The data:

use std::sync::Arc;
use std::time::Duration;

use axum::extract::ws::{Message, WebSocket, WebSocketUpgrade};
use axum::extract::State;
use axum::response::IntoResponse;
use futures_util::stream::SplitSink;
use futures_util::{SinkExt, StreamExt};
use tokio::sync::{broadcast, mpsc};
use tokio::task::JoinHandle;
use tokio::time::interval;
use tracing::{debug, warn};

use events::{EventBus, EventEnvelope};
use orchestrator::PlanService;
use pathfinder_core::PlanRequest;

use crate::messages::{ClientMessage, ServerMessage, SubscriptionFilter};

const HEARTBEAT_INTERVAL: Duration = Duration::from_secs(30);
const CLIENT_TIMEOUT: Duration = Duration::from_secs(10);

#[derive(Clone)]
pub struct WsState {
    pub service: PlanService,
    pub event_bus: EventBus,
}

impl WsState {
    pub fn new(service: PlanService, event_bus: EventBus) -> Self {
        Self { service, event_bus }
    }
}

pub async fn ws_handler(
    ws: WebSocketUpgrade,
    State(state): State<Arc<WsState>>,
) -> impl IntoResponse {
    ws.on_upgrade(move |socket| handle_socket(socket, state))
}

type Sender = SplitSink<WebSocket, Message>;

/// Serialize and send one message. Returns false once the socket is gone.
async fn send(sender: &mut Sender, msg: &ServerMessage) -> bool {
    match serde_json::to_string(msg) {
        Ok(json) => sender.send(Message::Text(json.into())).await.is_ok(),
        Err(e) => {
            warn!("Failed to encode WebSocket message: {}", e);
            true
        }
    }
}

/// Validate and start a plan whose progress goes to `progress`.
fn start_plan(
    service: &PlanService,
    request: PlanRequest,
    progress: mpsc::UnboundedSender<EventEnvelope>,
) -> Result<JoinHandle<()>, ServerMessage> {
    if let Err(e) = request.validate() {
        return Err(ServerMessage::Rejected {
            field: e.field().map(str::to_string),
            message: e.to_string(),
        });
    }
    let service = service.clone();
    Ok(tokio::spawn(async move {
        if let Err(e) = service.plan_streaming(request, progress).await {
            warn!("Streaming plan failed: {}", e);
        }
    }))
}

async fn handle_socket(socket: WebSocket, state: Arc<WsState>) {
    let (mut sender, mut receiver) = socket.split();

    let mut event_rx = state.event_bus.subscribe();
    let mut filter: Option<SubscriptionFilter> = None;
    let mut subscribed = false;

    let (progress_tx, mut progress_rx) = mpsc::unbounded_channel::<EventEnvelope>();
    let mut running: Option<JoinHandle<()>> = None;

    let mut heartbeat = interval(HEARTBEAT_INTERVAL);
    heartbeat.reset();

    loop {
        tokio::select! {
            _ = heartbeat.tick() => {
                if !send(&mut sender, &ServerMessage::Pong).await {
                    break;
                }
            }

            Some(envelope) = progress_rx.recv() => {
                if !send(&mut sender, &ServerMessage::for_own_request(envelope)).await {
                    break;
                }
            }

            event_result = event_rx.recv() => {
                match event_result {
                    Ok(envelope) => {
                        if subscribed {
                            let should_send = filter.as_ref()
                                .map(|f| f.matches(&envelope))
                                .unwrap_or(true);

                            if should_send && !send(&mut sender, &ServerMessage::Event { envelope }).await {
                                break;
                            }
                        }
                    }
                    Err(broadcast::error::RecvError::Lagged(n)) => {
                        warn!("WebSocket client lagged, missed {} events", n);
                    }
                    Err(broadcast::error::RecvError::Closed) => {
                        break;
                    }
                }
            }

            msg = tokio::time::timeout(CLIENT_TIMEOUT + HEARTBEAT_INTERVAL, receiver.next()) => {
                match msg {
                    Ok(Some(Ok(Message::Text(text)))) => {
                        let response = match serde_json::from_str::<ClientMessage>(&text) {
                            Ok(ClientMessage::Plan { request }) => {
                                if running.as_ref().map_or(false, |h| !h.is_finished()) {
                                    Some(ServerMessage::Error {
                                        message: "A plan is already running on this connection".to_string(),
                                    })
                                } else {
                                    match start_plan(&state.service, request, progress_tx.clone()) {
                                        Ok(handle) => {
                                            running = Some(handle);
                                            None
                                        }
                                        Err(rejected) => Some(rejected),
                                    }
                                }
                            }
                            Ok(ClientMessage::Subscribe { filter: new_filter }) => {
                                filter = new_filter.clone();
                                subscribed = true;
                                Some(ServerMessage::Subscribed { filter: new_filter })
                            }
                            Ok(ClientMessage::Unsubscribe) => {
                                subscribed = false;
                                filter = None;
                                Some(ServerMessage::Unsubscribed)
                            }
                            Ok(ClientMessage::Ping) => Some(ServerMessage::Pong),
                            Err(e) => Some(ServerMessage::Error {
                                message: format!("Invalid message: {}", e),
                            }),
                        };
                        if let Some(response) = response {
                            if !send(&mut sender, &response).await {
                                break;
                            }
                        }
                    }
                    Ok(Some(Ok(Message::Close(_)))) => {
                        break;
                    }
                    Ok(Some(Ok(Message::Ping(data)))) => {
                        if sender.send(Message::Pong(data)).await.is_err() {
                            break;
                        }
                    }
                    Ok(Some(Ok(_))) => {}
                    Ok(Some(Err(_))) => {
                        break;
                    }
                    Ok(None) => {
                        break;
                    }
                    Err(_) => {
                        debug!("WebSocket client timeout, sending ping");
                    }
                }
            }
        }
    }

    // A disconnect cancels the in-flight plan and every outstanding call.
    if let Some(handle) = running {
        handle.abort();
    }
    debug!("WebSocket connection closed");
}

#[cfg(test)]
mod tests {
    use super::*;
    use orchestrator::{Capabilities, PipelineConfig};

    fn service() -> PlanService {
        PlanService::new(Capabilities::unconfigured(), PipelineConfig::default())
    }

    #[tokio::test]
    async fn test_ws_state_creation() {
        let bus = EventBus::new();
        let state = WsState::new(service(), bus);
        assert_eq!(state.event_bus.subscriber_count(), 0);
    }

    #[tokio::test]
    async fn test_malformed_plan_rejected_without_running() {
        let (tx, mut rx) = mpsc::unbounded_channel();
        let rejected = start_plan(&service(), PlanRequest::new("   "), tx).unwrap_err();

        let ServerMessage::Rejected { field, .. } = rejected else {
            panic!("expected rejection");
        };
        assert_eq!(field.as_deref(), Some("prompt"));
        assert!(rx.recv().await.is_none());
    }

    #[tokio::test]
    async fn test_started_plan_streams_to_terminal_result() {
        let (tx, mut rx) = mpsc::unbounded_channel();
        let handle = start_plan(&service(), PlanRequest::new("bowling"), tx).unwrap();
        handle.await.unwrap();

        let mut last = None;
        while let Some(envelope) = rx.recv().await {
            last = Some(ServerMessage::for_own_request(envelope));
        }
        assert!(matches!(last, Some(ServerMessage::Result { .. })));
    }

    #[test]
    fn test_heartbeat_interval() {
        assert_eq!(HEARTBEAT_INTERVAL, Duration::from_secs(30));
        assert_eq!(CLIENT_TIMEOUT, Duration::from_secs(10));
    }
}
use orchestrator::adapters::{invoke, Capability, ConsentDecision, ConsentRequest, HttpCapability};
use orchestrator::AdapterError;
use serde_json::json;
use std::time::Duration;
use wiremock::matchers::{body_partial_json, header, method, path};
use wiremock::{Mock, MockServer, ResponseTemplate};

fn consent_request() -> ConsentRequest {
    ConsentRequest {
        user_id: "auth0|abc".to_string(),
        action: "send_email".to_string(),
        scopes: vec!["email.send".to_string()],
    }
}

async fn consent_capability(server: &MockServer) -> HttpCapability<ConsentRequest, ConsentDecision> {
    HttpCapability::new("consent", format!("{}/consent", server.uri()))
}

#[tokio::test]
async fn test_posts_json_and_decodes_response() {
    let server = MockServer::start().await;
    Mock::given(method("POST"))
        .and(path("/consent"))
        .and(body_partial_json(json!({"action": "send_email"})))
        .respond_with(ResponseTemplate::new(200).set_body_json(json!({"authorized": true})))
        .expect(1)
        .mount(&server)
        .await;

    let cap = consent_capability(&server).await;
    let decision = cap.call(&consent_request()).await.unwrap();
    assert!(decision.authorized);
}

#[tokio::test]
async fn test_sends_bearer_token() {
    let server = MockServer::start().await;
    Mock::given(method("POST"))
        .and(header("authorization", "Bearer secret"))
        .respond_with(ResponseTemplate::new(200).set_body_json(json!({"authorized": false})))
        .mount(&server)
        .await;

    let cap = consent_capability(&server).await.with_api_key("secret");
    let decision = cap.call(&consent_request()).await.unwrap();
    assert!(!decision.authorized);
}

#[tokio::test]
async fn test_rate_limited() {
    let server = MockServer::start().await;
    Mock::given(method("POST"))
        .respond_with(ResponseTemplate::new(429).insert_header("retry-after", "7"))
        .mount(&server)
        .await;

    let cap = consent_capability(&server).await;
    let err = cap.call(&consent_request()).await.unwrap_err();
    assert_eq!(
        err,
        AdapterError::RateLimited {
            capability: "consent".to_string(),
            retry_after_secs: Some(7),
        }
    );
}

#[tokio::test]
async fn test_server_error_is_unavailable() {
    let server = MockServer::start().await;
    Mock::given(method("POST"))
        .respond_with(ResponseTemplate::new(503))
        .mount(&server)
        .await;

    let cap = consent_capability(&server).await;
    let err = cap.call(&consent_request()).await.unwrap_err();
    assert_eq!(err.kind(), "unavailable");
}

#[tokio::test]
async fn test_client_error_and_bad_body_are_invalid() {
    let server = MockServer::start().await;
    Mock::given(method("POST"))
        .and(path("/consent"))
        .respond_with(ResponseTemplate::new(200).set_body_string("definitely not json"))
        .mount(&server)
        .await;
    Mock::given(method("POST"))
        .and(path("/missing"))
        .respond_with(ResponseTemplate::new(404))
        .mount(&server)
        .await;

    let cap = consent_capability(&server).await;
    let err = cap.call(&consent_request()).await.unwrap_err();
    assert_eq!(err.kind(), "invalid_response");

    let missing: HttpCapability<ConsentRequest, ConsentDecision> =
        HttpCapability::new("consent", format!("{}/missing", server.uri()));
    let err = missing.call(&consent_request()).await.unwrap_err();
    assert_eq!(err.kind(), "invalid_response");
}

#[tokio::test]
async fn test_unreachable_endpoint_is_unavailable() {
    let cap: HttpCapability<ConsentRequest, ConsentDecision> =
        HttpCapability::new("consent", "http://127.0.0.1:1/consent");
    let err = cap.call(&consent_request()).await.unwrap_err();
    assert_eq!(err.kind(), "unavailable");
}

#[tokio::test]
async fn test_invoke_bounds_slow_endpoint() {
    let server = MockServer::start().await;
    Mock::given(method("POST"))
        .respond_with(
            ResponseTemplate::new(200)
                .set_body_json(json!({"authorized": true}))
                .set_delay(Duration::from_secs(5)),
        )
        .mount(&server)
        .await;

    let cap = consent_capability(&server).await;
    let err = invoke(&cap, &consent_request(), Duration::from_millis(100))
        .await
        .unwrap_err();
    assert_eq!(err.kind(), "timeout");
}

What you are asked to do: Would you print exactly, and only, the lines of the data above from the line with "pub fn new(service: PlanService, event_bus: EventBus)" through the line with "let mut running: Option<JoinHandle<()>>", inclusive?

Solution for this problem:
    pub fn new(service: PlanService, event_bus: EventBus) -> Self {
        Self { service, event_bus }
    }
}

pub async fn ws_handler(
    ws: WebSocketUpgrade,
    State(state): State<Arc<WsState>>,
) -> impl IntoResponse {
    ws.on_upgrade(move |socket| handle_socket(socket, state))
}

type Sender = SplitSink<WebSocket, Message>;

/// Serialize and send one message. Returns false once the socket is gone.
async fn send(sender: &mut Sender, msg: &ServerMessage) -> bool {
    match serde_json::to_string(msg) {
        Ok(json) => sender.send(Message::Text(json.into())).await.is_ok(),
        Err(e) => {
            warn!("Failed to encode WebSocket message: {}", e);
            true
        }
    }
}

/// Validate and start a plan whose progress goes to `progress`.
fn start_plan(
    service: &PlanService,
    request: PlanRequest,
    progress: mpsc::UnboundedSender<EventEnvelope>,
) -> Result<JoinHandle<()>, ServerMessage> {
    if let Err(e) = request.validate() {
        return Err(ServerMessage::Rejected {
            field: e.field().map(str::to_string),
            message: e.to_string(),
        });
    }
    let service = service.clone();
    Ok(tokio::spawn(async move {
        if let Err(e) = service.plan_streaming(request, progress).await {
            warn!("Streaming plan failed: {}", e);
        }
    }))
}

async fn handle_socket(socket: WebSocket, state: Arc<WsState>) {
    let (mut sender, mut receiver) = socket.split();

    let mut event_rx = state.event_bus.subscribe();
    let mut filter: Option<SubscriptionFilter> = None;
    let mut subscribed = false;

    let (progress_tx, mut progress_rx) = mpsc::unbounded_channel::<EventEnvelope>();
    let mut running: Option<JoinHandle<()>> = None;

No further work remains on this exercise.